◆ DIRECTIONS:
Show every line below where "enum" appears.

◆ EXTRACTED RECORDS:

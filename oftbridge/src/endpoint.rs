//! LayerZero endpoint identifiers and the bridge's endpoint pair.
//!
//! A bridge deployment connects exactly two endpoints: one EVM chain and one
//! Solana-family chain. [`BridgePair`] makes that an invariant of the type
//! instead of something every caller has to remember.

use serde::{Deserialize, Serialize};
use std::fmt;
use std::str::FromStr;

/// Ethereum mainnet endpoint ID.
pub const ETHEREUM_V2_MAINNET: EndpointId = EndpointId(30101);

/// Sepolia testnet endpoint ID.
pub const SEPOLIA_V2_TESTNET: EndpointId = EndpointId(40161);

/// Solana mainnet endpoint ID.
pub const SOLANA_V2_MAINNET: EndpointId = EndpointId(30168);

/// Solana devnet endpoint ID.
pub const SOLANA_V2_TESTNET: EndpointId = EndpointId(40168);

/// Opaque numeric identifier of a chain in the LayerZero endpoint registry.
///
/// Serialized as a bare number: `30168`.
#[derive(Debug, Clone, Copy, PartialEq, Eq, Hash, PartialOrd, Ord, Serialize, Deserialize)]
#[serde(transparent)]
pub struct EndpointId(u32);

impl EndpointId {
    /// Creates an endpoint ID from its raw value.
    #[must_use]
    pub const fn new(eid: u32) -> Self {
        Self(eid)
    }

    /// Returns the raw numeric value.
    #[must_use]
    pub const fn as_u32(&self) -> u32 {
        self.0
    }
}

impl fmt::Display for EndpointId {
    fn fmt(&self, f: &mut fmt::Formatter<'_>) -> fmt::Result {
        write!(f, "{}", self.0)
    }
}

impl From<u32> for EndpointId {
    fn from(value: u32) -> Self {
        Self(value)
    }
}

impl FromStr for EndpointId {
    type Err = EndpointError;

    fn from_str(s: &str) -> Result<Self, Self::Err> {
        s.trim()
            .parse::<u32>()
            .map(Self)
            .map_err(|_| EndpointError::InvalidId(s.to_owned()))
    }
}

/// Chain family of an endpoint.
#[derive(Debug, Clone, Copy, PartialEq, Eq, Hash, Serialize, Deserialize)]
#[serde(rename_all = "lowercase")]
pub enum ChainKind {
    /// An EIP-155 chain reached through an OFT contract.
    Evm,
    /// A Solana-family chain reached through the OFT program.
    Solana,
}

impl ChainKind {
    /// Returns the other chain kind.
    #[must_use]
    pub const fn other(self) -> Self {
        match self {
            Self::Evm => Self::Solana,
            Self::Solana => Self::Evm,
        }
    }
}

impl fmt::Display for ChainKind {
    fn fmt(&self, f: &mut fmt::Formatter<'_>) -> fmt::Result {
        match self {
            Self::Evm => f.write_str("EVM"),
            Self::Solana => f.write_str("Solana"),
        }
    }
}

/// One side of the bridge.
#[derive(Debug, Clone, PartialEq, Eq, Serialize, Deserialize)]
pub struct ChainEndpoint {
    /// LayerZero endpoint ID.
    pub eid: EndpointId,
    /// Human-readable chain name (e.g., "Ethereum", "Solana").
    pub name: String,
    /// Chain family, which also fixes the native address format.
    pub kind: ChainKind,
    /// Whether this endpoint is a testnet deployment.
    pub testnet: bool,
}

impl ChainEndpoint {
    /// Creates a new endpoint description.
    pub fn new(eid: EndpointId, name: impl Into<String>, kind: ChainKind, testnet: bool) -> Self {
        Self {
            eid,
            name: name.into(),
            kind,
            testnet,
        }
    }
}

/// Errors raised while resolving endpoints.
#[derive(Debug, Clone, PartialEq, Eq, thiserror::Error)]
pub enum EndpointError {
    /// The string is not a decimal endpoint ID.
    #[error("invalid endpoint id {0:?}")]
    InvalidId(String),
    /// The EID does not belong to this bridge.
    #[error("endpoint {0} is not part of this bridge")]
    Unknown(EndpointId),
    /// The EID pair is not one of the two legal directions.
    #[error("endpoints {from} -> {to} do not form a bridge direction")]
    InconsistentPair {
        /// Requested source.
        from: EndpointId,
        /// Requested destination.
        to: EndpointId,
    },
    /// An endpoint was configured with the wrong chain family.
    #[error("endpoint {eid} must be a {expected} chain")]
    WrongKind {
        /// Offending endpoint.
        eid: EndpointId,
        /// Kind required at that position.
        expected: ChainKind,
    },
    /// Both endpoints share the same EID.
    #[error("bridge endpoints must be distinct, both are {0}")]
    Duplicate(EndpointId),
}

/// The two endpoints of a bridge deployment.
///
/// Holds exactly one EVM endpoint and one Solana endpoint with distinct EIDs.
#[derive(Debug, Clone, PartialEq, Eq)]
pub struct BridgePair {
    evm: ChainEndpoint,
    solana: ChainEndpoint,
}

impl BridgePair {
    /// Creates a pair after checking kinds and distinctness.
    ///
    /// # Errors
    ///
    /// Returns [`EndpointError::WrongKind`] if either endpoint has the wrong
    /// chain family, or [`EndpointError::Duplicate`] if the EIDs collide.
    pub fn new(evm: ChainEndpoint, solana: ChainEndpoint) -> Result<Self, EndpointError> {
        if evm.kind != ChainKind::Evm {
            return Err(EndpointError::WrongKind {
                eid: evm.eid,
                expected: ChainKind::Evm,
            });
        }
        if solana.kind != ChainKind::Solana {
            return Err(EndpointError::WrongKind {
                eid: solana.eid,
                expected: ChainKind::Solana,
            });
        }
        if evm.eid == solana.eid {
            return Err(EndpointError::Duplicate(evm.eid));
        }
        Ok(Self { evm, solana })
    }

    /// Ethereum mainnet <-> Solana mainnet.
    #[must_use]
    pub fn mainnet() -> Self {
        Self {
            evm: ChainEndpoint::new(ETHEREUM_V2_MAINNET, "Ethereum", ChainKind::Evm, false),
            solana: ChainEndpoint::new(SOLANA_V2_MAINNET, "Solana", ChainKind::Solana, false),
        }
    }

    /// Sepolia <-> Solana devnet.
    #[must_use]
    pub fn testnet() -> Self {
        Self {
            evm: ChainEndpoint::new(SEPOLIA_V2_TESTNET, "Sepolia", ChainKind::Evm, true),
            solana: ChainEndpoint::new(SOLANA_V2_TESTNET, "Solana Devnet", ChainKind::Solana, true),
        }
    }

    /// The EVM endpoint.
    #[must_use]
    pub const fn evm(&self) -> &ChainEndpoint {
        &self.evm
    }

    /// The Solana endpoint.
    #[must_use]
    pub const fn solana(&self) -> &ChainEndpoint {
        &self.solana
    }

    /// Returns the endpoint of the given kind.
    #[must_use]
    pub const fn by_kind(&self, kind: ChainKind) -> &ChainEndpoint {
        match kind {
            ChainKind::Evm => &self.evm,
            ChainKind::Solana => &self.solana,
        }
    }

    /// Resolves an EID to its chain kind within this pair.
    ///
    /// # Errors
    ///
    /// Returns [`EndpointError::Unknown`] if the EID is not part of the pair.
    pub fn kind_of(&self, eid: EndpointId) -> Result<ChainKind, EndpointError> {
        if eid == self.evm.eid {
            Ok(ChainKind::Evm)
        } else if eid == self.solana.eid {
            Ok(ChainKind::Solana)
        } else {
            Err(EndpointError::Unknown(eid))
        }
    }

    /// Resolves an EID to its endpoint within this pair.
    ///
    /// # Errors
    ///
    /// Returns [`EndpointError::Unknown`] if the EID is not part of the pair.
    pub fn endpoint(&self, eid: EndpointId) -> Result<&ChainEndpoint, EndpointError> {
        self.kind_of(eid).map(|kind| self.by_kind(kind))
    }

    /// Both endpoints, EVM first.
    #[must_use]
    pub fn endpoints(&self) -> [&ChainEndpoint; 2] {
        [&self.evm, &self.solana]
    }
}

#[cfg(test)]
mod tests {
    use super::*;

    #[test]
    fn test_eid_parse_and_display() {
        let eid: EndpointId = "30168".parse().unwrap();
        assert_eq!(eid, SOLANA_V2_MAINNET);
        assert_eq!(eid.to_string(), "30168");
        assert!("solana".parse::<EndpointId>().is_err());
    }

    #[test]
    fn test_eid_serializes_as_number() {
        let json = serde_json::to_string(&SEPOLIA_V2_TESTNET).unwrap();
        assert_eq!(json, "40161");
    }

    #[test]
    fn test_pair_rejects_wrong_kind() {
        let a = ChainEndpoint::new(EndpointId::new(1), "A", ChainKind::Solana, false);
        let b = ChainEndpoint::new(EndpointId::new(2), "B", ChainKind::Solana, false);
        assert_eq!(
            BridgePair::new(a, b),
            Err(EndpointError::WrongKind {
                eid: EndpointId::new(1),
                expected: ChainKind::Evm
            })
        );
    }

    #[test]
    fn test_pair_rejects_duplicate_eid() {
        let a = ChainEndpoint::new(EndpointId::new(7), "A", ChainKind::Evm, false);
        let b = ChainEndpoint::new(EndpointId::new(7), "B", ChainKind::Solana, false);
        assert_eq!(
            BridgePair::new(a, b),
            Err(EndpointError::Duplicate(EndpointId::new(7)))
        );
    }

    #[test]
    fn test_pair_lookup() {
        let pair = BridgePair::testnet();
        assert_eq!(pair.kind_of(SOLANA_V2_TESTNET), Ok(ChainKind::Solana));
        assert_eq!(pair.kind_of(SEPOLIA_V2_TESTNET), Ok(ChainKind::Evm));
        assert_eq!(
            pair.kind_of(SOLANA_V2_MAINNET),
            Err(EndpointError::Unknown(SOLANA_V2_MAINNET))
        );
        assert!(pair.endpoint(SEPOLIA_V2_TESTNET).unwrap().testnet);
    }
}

--

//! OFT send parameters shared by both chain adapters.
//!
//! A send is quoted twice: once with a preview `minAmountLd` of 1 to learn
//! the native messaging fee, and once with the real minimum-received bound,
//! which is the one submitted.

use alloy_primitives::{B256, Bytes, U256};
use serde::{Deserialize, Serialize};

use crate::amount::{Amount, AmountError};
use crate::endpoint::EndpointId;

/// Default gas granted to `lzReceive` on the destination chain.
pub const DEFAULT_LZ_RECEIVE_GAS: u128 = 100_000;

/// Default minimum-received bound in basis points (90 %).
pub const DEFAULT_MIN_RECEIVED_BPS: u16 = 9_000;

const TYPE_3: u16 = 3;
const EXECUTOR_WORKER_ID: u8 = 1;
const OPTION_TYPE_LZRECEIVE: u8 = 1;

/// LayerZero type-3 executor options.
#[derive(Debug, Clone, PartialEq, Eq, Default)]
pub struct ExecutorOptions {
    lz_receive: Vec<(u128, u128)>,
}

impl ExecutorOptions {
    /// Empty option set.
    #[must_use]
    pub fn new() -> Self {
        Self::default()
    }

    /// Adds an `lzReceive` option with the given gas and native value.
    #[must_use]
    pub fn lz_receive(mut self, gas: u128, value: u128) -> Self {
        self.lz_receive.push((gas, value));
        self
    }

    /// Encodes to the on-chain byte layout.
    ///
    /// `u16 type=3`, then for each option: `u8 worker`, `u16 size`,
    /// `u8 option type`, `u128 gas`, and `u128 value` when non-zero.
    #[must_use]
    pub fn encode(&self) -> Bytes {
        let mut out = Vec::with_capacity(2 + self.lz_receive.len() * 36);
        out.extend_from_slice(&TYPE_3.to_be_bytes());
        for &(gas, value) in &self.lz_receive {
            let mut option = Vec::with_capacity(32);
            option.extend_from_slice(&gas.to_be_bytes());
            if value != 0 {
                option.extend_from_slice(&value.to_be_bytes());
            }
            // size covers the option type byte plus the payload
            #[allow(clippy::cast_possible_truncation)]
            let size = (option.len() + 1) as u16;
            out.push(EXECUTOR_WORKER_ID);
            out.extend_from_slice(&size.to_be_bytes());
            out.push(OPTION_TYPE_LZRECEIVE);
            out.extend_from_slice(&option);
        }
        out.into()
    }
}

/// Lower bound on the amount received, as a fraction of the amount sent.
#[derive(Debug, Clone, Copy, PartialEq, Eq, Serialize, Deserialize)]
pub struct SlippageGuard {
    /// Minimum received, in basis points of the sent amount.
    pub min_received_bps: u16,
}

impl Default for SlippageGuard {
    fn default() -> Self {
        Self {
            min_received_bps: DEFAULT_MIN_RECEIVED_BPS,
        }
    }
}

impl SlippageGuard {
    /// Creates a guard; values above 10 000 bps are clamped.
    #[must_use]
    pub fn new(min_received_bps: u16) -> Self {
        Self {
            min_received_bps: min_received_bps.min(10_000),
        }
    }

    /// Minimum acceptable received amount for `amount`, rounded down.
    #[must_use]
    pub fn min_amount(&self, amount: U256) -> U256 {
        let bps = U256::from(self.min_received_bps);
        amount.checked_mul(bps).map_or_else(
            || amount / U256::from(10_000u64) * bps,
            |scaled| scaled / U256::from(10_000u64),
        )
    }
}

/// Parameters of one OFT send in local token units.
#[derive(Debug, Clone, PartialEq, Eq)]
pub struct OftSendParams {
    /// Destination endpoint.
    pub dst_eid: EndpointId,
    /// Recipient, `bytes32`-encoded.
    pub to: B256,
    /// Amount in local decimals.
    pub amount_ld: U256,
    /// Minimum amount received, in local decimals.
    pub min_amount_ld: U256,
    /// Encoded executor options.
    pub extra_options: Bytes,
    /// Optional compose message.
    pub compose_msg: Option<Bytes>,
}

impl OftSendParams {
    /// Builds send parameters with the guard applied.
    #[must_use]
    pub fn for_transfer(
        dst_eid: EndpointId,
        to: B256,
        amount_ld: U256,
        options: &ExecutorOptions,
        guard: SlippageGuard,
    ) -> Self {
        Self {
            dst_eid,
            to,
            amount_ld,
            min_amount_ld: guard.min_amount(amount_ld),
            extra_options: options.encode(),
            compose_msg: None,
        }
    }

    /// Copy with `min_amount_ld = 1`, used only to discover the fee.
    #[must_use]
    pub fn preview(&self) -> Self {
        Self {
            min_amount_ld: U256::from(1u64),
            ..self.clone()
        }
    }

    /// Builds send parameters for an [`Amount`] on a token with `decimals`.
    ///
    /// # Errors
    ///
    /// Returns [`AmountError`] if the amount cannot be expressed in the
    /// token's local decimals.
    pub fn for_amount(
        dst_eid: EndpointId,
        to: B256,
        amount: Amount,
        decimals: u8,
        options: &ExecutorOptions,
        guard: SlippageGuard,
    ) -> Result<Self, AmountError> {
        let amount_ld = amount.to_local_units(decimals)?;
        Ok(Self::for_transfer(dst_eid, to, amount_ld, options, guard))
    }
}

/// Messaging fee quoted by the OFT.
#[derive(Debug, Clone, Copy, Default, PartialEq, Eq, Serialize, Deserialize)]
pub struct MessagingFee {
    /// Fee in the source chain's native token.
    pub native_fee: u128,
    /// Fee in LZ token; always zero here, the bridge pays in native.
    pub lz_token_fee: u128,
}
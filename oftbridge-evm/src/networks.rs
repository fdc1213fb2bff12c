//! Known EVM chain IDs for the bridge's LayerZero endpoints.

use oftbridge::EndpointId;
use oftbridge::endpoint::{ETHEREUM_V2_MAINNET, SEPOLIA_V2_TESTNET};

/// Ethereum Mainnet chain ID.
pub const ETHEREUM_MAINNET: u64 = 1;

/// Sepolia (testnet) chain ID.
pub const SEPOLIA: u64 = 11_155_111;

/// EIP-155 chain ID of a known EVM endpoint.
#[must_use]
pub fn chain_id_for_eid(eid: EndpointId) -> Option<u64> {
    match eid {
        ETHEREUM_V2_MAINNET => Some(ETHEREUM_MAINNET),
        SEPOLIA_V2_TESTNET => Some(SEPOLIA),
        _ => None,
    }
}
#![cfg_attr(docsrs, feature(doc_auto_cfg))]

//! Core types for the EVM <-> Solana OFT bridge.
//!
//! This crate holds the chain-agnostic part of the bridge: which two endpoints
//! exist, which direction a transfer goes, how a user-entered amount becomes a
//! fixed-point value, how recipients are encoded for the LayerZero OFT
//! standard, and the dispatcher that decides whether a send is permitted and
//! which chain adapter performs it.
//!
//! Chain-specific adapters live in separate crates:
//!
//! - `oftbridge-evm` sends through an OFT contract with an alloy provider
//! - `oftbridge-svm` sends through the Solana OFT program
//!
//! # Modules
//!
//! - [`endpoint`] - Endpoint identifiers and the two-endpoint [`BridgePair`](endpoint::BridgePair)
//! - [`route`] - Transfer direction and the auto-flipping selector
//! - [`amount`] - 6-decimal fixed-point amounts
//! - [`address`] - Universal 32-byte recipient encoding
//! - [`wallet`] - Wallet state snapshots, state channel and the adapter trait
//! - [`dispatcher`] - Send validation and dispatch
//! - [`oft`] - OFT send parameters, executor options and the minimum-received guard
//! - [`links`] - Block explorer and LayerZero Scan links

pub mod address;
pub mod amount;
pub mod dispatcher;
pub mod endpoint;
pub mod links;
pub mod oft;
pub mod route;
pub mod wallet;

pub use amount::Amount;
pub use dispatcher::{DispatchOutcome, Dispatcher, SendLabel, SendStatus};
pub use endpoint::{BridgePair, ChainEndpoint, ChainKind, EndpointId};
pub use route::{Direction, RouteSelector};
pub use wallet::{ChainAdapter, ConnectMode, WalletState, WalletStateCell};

◆ WRITTEN SOLUTION:
pub enum ChainKind {
pub enum EndpointError {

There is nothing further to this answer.